The conversation moved to police and the plight of the poor especially Arican American poor. Jay Z said that the middle class was disappearing and this would bring trouble down on America. 

Goldstein complained about the police (as might be expected given the police brutality in Zocatti Park during its “occupation.”  She said the police should stop and frisk young white men in the Wall Street area—they are all carrying tons of cocaine.  Frank said, African Americans don’t’ want to reduce the police presence; they need protection, they just want better a behaved police force.
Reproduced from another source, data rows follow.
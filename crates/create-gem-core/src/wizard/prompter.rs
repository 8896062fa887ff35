//! The wizard's only I/O boundary

use crate::error::Result;

/// Outcome of a choice prompt
#[derive(Debug, Clone, PartialEq, Eq)]
pub enum Prompt<T> {
    Answer(T),
    /// The user asked to return to the previous question
    Back,
}

/// One entry of a choice list
#[derive(Debug, Clone, PartialEq, Eq)]
pub struct Choice {
    /// Raw choice identifier returned on selection
    pub value: String,
    /// Rendered label, e.g. `rspec - popular behavior-style testing (default)`
    pub label: String,
}

/// Asks questions on behalf of the wizard
///
/// Choice lists arrive with the default entry first.
pub trait Prompter {
    /// Ask for one of `choices`, returning the chosen `Choice::value`
    fn choose(&mut self, question: &str, choices: &[Choice]) -> Result<Prompt<String>>;

    /// Ask for free text
    fn text(&mut self, question: &str, default: Option<&str>, allow_empty: bool) -> Result<String>;
}
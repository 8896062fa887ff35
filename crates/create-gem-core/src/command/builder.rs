//! Converts a gem name and options mapping into `bundle gem` arguments
//!
//! No validation happens here; callers validate first.

use crate::options::{OptionKey, OptionKind, OptionMap, OptionValue};

/// Fixed invocation tokens preceding the gem name
pub const BASE_COMMAND: [&str; 2] = ["bundle", "gem"];

/// Build the command tokens, options in registry order
pub fn build(gem_name: &str, options: &OptionMap) -> Vec<String> {
    let mut command: Vec<String> = BASE_COMMAND.iter().map(|s| s.to_string()).collect();
    command.push(gem_name.to_string());

    for key in OptionKey::ALL {
        if let Some(value) = options.get(&key) {
            append_option(&mut command, key, value);
        }
    }

    command
}

fn append_option(command: &mut Vec<String>, key: OptionKey, value: &OptionValue) {
    match (key.definition().kind, value) {
        (OptionKind::Toggle { on, .. }, OptionValue::Bool(true)) => command.push(on.to_string()),
        (OptionKind::Toggle { off, .. }, OptionValue::Bool(false)) => command.push(off.to_string()),
        (OptionKind::Flag { on }, OptionValue::Bool(true)) => command.push(on.to_string()),
        (OptionKind::Enum { flag, .. }, OptionValue::Text(v)) => command.push(format!("{}={}", flag, v)),
        (OptionKind::Enum { none, .. }, OptionValue::Bool(false)) => command.push(none.to_string()),
        (OptionKind::Text { flag }, OptionValue::Text(v)) if !v.is_empty() => {
            command.push(format!("{}={}", flag, v))
        }
        _ => {}
    }
}
//! Registry of every `bundle gem` option the wizard knows about
//!
//! `OptionKey::ALL` fixes the order used for validation, wizard steps and
//! command assembly.

use crate::error::{Error, Result};
use serde::{Deserialize, Serialize};
use std::fmt;
use std::str::FromStr;

/// Symbolic name of a configurable option
#[derive(Debug, Clone, Copy, PartialEq, Eq, PartialOrd, Ord, Hash, Serialize, Deserialize)]
#[serde(rename_all = "snake_case")]
pub enum OptionKey {
    Exe,
    Coc,
    Changelog,
    Ext,
    Git,
    GithubUsername,
    Mit,
    Test,
    Ci,
    Linter,
    Edit,
    BundleInstall,
}

impl OptionKey {
    /// Every key, in wizard presentation order
    pub const ALL: [OptionKey; 12] = [
        OptionKey::Exe,
        OptionKey::Coc,
        OptionKey::Changelog,
        OptionKey::Ext,
        OptionKey::Git,
        OptionKey::GithubUsername,
        OptionKey::Mit,
        OptionKey::Test,
        OptionKey::Ci,
        OptionKey::Linter,
        OptionKey::Edit,
        OptionKey::BundleInstall,
    ];

    pub fn as_str(&self) -> &'static str {
        match self {
            OptionKey::Exe => "exe",
            OptionKey::Coc => "coc",
            OptionKey::Changelog => "changelog",
            OptionKey::Ext => "ext",
            OptionKey::Git => "git",
            OptionKey::GithubUsername => "github_username",
            OptionKey::Mit => "mit",
            OptionKey::Test => "test",
            OptionKey::Ci => "ci",
            OptionKey::Linter => "linter",
            OptionKey::Edit => "edit",
            OptionKey::BundleInstall => "bundle_install",
        }
    }

    /// Static definition for this key
    pub fn definition(&self) -> &'static OptionDefinition {
        definition(*self)
    }
}

impl fmt::Display for OptionKey {
    fn fmt(&self, f: &mut fmt::Formatter<'_>) -> fmt::Result {
        write!(f, "{}", self.as_str())
    }
}

impl FromStr for OptionKey {
    type Err = Error;

    fn from_str(s: &str) -> Result<Self> {
        OptionKey::ALL
            .iter()
            .copied()
            .find(|key| key.as_str() == s)
            .ok_or_else(|| Error::UnknownOption(s.to_string()))
    }
}

/// Value kind of an option, with the command tokens it maps to
#[derive(Debug, Clone, Copy, PartialEq, Eq)]
pub enum OptionKind {
    /// `--x` / `--no-x`
    Toggle { on: &'static str, off: &'static str },
    /// One-way flag: only an "on" token exists
    Flag { on: &'static str },
    /// `--x=value` or `--no-x`
    Enum {
        flag: &'static str,
        none: &'static str,
        values: &'static [&'static str],
    },
    /// `--x=value`
    Text { flag: &'static str },
}

#[derive(Debug, Clone, Copy, PartialEq, Eq)]
pub struct OptionDefinition {
    pub key: OptionKey,
    pub kind: OptionKind,
}

const DEFINITIONS: [OptionDefinition; 12] = [
    OptionDefinition {
        key: OptionKey::Exe,
        kind: OptionKind::Toggle { on: "--exe", off: "--no-exe" },
    },
    OptionDefinition {
        key: OptionKey::Coc,
        kind: OptionKind::Toggle { on: "--coc", off: "--no-coc" },
    },
    OptionDefinition {
        key: OptionKey::Changelog,
        kind: OptionKind::Toggle { on: "--changelog", off: "--no-changelog" },
    },
    OptionDefinition {
        key: OptionKey::Ext,
        kind: OptionKind::Enum {
            flag: "--ext",
            none: "--no-ext",
            values: &["c", "go", "rust"],
        },
    },
    OptionDefinition {
        key: OptionKey::Git,
        kind: OptionKind::Flag { on: "--git" },
    },
    OptionDefinition {
        key: OptionKey::GithubUsername,
        kind: OptionKind::Text { flag: "--github-username" },
    },
    OptionDefinition {
        key: OptionKey::Mit,
        kind: OptionKind::Toggle { on: "--mit", off: "--no-mit" },
    },
    OptionDefinition {
        key: OptionKey::Test,
        kind: OptionKind::Enum {
            flag: "--test",
            none: "--no-test",
            values: &["minitest", "rspec", "test-unit"],
        },
    },
    OptionDefinition {
        key: OptionKey::Ci,
        kind: OptionKind::Enum {
            flag: "--ci",
            none: "--no-ci",
            values: &["circle", "github", "gitlab"],
        },
    },
    OptionDefinition {
        key: OptionKey::Linter,
        kind: OptionKind::Enum {
            flag: "--linter",
            none: "--no-linter",
            values: &["rubocop", "standard"],
        },
    },
    OptionDefinition {
        key: OptionKey::Edit,
        kind: OptionKind::Text { flag: "--edit" },
    },
    OptionDefinition {
        key: OptionKey::BundleInstall,
        kind: OptionKind::Toggle { on: "--bundle", off: "--no-bundle" },
    },
];

/// Definition for a registered key
pub fn definition(key: OptionKey) -> &'static OptionDefinition {
    // DEFINITIONS is laid out in OptionKey::ALL order
    &DEFINITIONS[key as usize]
}

/// Definition for an option name, failing with `UnknownOption` if unregistered
pub fn lookup(name: &str) -> Result<&'static OptionDefinition> {
    name.parse::<OptionKey>().map(definition)
}

/// Registry order
pub fn ordered_keys() -> &'static [OptionKey] {
    &OptionKey::ALL
}

#[cfg(test)]
mod tests {
    use super::*;

    #[test]
    fn test_definitions_follow_key_order() {
        for key in OptionKey::ALL {
            assert_eq!(definition(key).key, key);
        }
    }

    #[test]
    fn test_lookup_by_name() {
        let def = lookup("github_username").unwrap();
        assert_eq!(def.key, OptionKey::GithubUsername);
        assert_eq!(def.kind, OptionKind::Text { flag: "--github-username" });
    }

    #[test]
    fn test_lookup_unknown_option() {
        let err = lookup("frobnicate").unwrap_err();
        assert!(matches!(err, Error::UnknownOption(ref name) if name == "frobnicate"));
        assert_eq!(err.to_string(), "Unknown option: frobnicate");
    }

    #[test]
    fn test_key_names_round_trip() {
        for key in ordered_keys() {
            assert_eq!(key.as_str().parse::<OptionKey>().unwrap(), *key);
        }
    }

    #[test]
    fn test_git_is_one_way_flag() {
        assert!(matches!(OptionKey::Git.definition().kind, OptionKind::Flag { .. }));
    }
}
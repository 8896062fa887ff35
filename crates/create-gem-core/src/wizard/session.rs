//! Step-by-step selection of `bundle gem` options
//!
//! One question per option supported by the compatibility entry, in registry
//! order. `Back` returns to the previous question; at the first question it
//! is a no-op.

use super::defaults::{self, KEEP, NO, NONE, SET, YES};
use super::labels;
use super::prompter::{Choice, Prompt, Prompter};
use crate::compatibility::Entry;
use crate::error::Result;
use crate::options::{OptionKey, OptionKind, OptionMap, OptionValue};

/// What answering one question does to the mapping
#[derive(Debug, Clone, PartialEq, Eq)]
pub enum StepAnswer {
    Back,
    /// Remove the key so Bundler applies its own default
    UseExternalDefault,
    Value(OptionValue),
}

pub struct Session<'a, P: Prompter> {
    entry: &'a Entry,
    external: &'a OptionMap,
    prompter: &'a mut P,
    keys: Vec<OptionKey>,
    index: usize,
    values: OptionMap,
}

impl<'a, P: Prompter> Session<'a, P> {
    /// `seed` is the starting mapping (preset or previous answers), `external`
    /// holds Bundler's own defaults.
    pub fn new(entry: &'a Entry, seed: &OptionMap, external: &'a OptionMap, prompter: &'a mut P) -> Self {
        Self {
            entry,
            external,
            prompter,
            keys: entry.supported_keys(),
            index: 0,
            values: sanitize_seed(entry, seed),
        }
    }

    pub fn index(&self) -> usize {
        self.index
    }

    /// Key awaiting an answer, or `None` once every question is answered
    pub fn current_key(&self) -> Option<OptionKey> {
        self.keys.get(self.index).copied()
    }

    pub fn values(&self) -> &OptionMap {
        &self.values
    }

    pub fn is_finished(&self) -> bool {
        self.index >= self.keys.len()
    }

    /// Ask the current question and apply the answer
    pub fn step(&mut self) -> Result<()> {
        let Some(key) = self.current_key() else {
            return Ok(());
        };

        match self.ask(key)? {
            StepAnswer::Back => {
                self.index = self.index.saturating_sub(1);
            }
            StepAnswer::UseExternalDefault => {
                self.values.remove(&key);
                self.index += 1;
            }
            StepAnswer::Value(value) => {
                self.values.insert(key, value);
                self.index += 1;
            }
        }

        Ok(())
    }

    /// Run every question and return the final mapping
    pub fn run(mut self) -> Result<OptionMap> {
        while !self.is_finished() {
            self.step()?;
        }
        Ok(self.values)
    }

    fn ask(&mut self, key: OptionKey) -> Result<StepAnswer> {
        let question = labels::question(key, self.index, self.keys.len());
        let current = self.values.get(&key);
        let external = self.external.get(&key);

        match key.definition().kind {
            OptionKind::Toggle { .. } => {
                let default = defaults::toggle_default(current, external);
                let answer = self.choose(&question, key, &[YES, NO], default)?;
                Ok(match answer {
                    Prompt::Back => StepAnswer::Back,
                    Prompt::Answer(choice) if choice == YES => StepAnswer::Value(true.into()),
                    Prompt::Answer(choice) if choice == NO => StepAnswer::Value(false.into()),
                    Prompt::Answer(_) => StepAnswer::UseExternalDefault,
                })
            }
            OptionKind::Flag { .. } => {
                let default = defaults::flag_default(current, external);
                let answer = self.choose(&question, key, &[YES, NO], default)?;
                Ok(match answer {
                    Prompt::Back => StepAnswer::Back,
                    Prompt::Answer(choice) if choice == YES => StepAnswer::Value(true.into()),
                    Prompt::Answer(_) => StepAnswer::UseExternalDefault,
                })
            }
            OptionKind::Enum { values, .. } => {
                // An unrestricted row offers every registry value
                let allowed = self.entry.allowed_values(key)?.unwrap_or(values);
                let default = defaults::enum_default(current, external, allowed);
                let mut choices: Vec<&str> = allowed.to_vec();
                choices.push(NONE);
                let answer = self.choose(&question, key, &choices, &default)?;
                Ok(match answer {
                    Prompt::Back => StepAnswer::Back,
                    Prompt::Answer(choice) if choice == NONE => StepAnswer::Value(false.into()),
                    Prompt::Answer(choice) => StepAnswer::Value(OptionValue::Text(choice)),
                })
            }
            OptionKind::Text { .. } => self.ask_text(&question, key),
        }
    }

    fn ask_text(&mut self, question: &str, key: OptionKey) -> Result<StepAnswer> {
        let stored = defaults::stored_text(self.values.get(&key)).map(str::to_string);
        let (choices, default) = defaults::text_choices(self.values.get(&key));

        let choice = match self.choose(question, key, &choices, default)? {
            Prompt::Back => return Ok(StepAnswer::Back),
            Prompt::Answer(choice) => choice,
        };

        if choice == KEEP {
            return Ok(match stored {
                Some(value) => StepAnswer::Value(OptionValue::Text(value)),
                None => StepAnswer::UseExternalDefault,
            });
        }
        if choice != SET {
            return Ok(StepAnswer::UseExternalDefault);
        }

        // A username is never pre-filled; the editor command is.
        let (prefill, allow_empty) = match key {
            OptionKey::GithubUsername => (None, false),
            _ => (stored.as_deref(), true),
        };
        let prompt = format!("{}:", labels::label(key));
        let value = self.prompter.text(&prompt, prefill, allow_empty)?;

        if value.is_empty() {
            Ok(StepAnswer::UseExternalDefault)
        } else {
            Ok(StepAnswer::Value(OptionValue::Text(value)))
        }
    }

    /// Present `choices` with the default first and labelled
    fn choose(
        &mut self,
        question: &str,
        key: OptionKey,
        choices: &[&str],
        default: &str,
    ) -> Result<Prompt<String>> {
        let owned: Vec<String> = choices.iter().map(|c| c.to_string()).collect();
        let default = if owned.iter().any(|c| c == default) {
            default.to_string()
        } else {
            owned.first().cloned().unwrap_or_default()
        };

        let rendered: Vec<Choice> = defaults::reorder_default_first(&owned, &default)
            .into_iter()
            .map(|value| Choice {
                label: self.choice_label(key, &value, value == default),
                value,
            })
            .collect();

        self.prompter.choose(question, &rendered)
    }

    fn choice_label(&self, key: OptionKey, choice: &str, is_default: bool) -> String {
        let hint = if choice == KEEP {
            defaults::stored_text(self.values.get(&key)).map(|value| format!("use {}", value))
        } else {
            labels::choice_hint(key, choice).map(str::to_string)
        };

        let mut label = choice.to_string();
        if let Some(hint) = hint {
            label = format!("{} - {}", label, hint);
        }
        if is_default {
            label.push_str(" (default)");
        }
        label
    }
}

/// Keep only supported keys and drop `false` for one-way flags, which have no
/// stored "off" representation
fn sanitize_seed(entry: &Entry, seed: &OptionMap) -> OptionMap {
    seed.iter()
        .filter(|(key, _)| entry.supports(**key))
        .filter(|(key, value)| {
            !matches!(key.definition().kind, OptionKind::Flag { .. })
                || **value != OptionValue::Bool(false)
        })
        .map(|(key, value)| (*key, value.clone()))
        .collect()
}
Bill said that the pope was doing a better job moving his party into the future than Republicans. Frank quipped, “he doesn’t have a primary.” Bill and Frank agreed that we seem to have government by temper tantrum, and that the general electorate that votes in November has to punish “the crazies” who win the Republican primaries.

The new Rules final segment was about Citizen’s United.  Sheldon Adelmen allowing rich guys to have extreme power. Sheldon Adelman spent a total of $150 million dollars trying to defeat Obama. North Carolina has taken a hard turn to the right because Art Pope (who is a “Koch brother by another mother” who earned his money by inheriting it from his father) has outsized influence.  He said it was time for the liberals to pony up because it is no longer our ideas against their ideas and our base against their base.  He made a show of trying to think of someone, but it was clear he had Jay Z in mind.  This was the “you-talking-to-me” moment of the week.

Bill suggested that Spielberg could take over Wyoming and put E.T. on the state flag; Tyler Perry could take over Montana and be both of the senators from the state and make Madea governor; and how about gay marriage in Oprahoma.

Frankly speaking, I’m going to really miss this show while it is on hiatus for five weeks.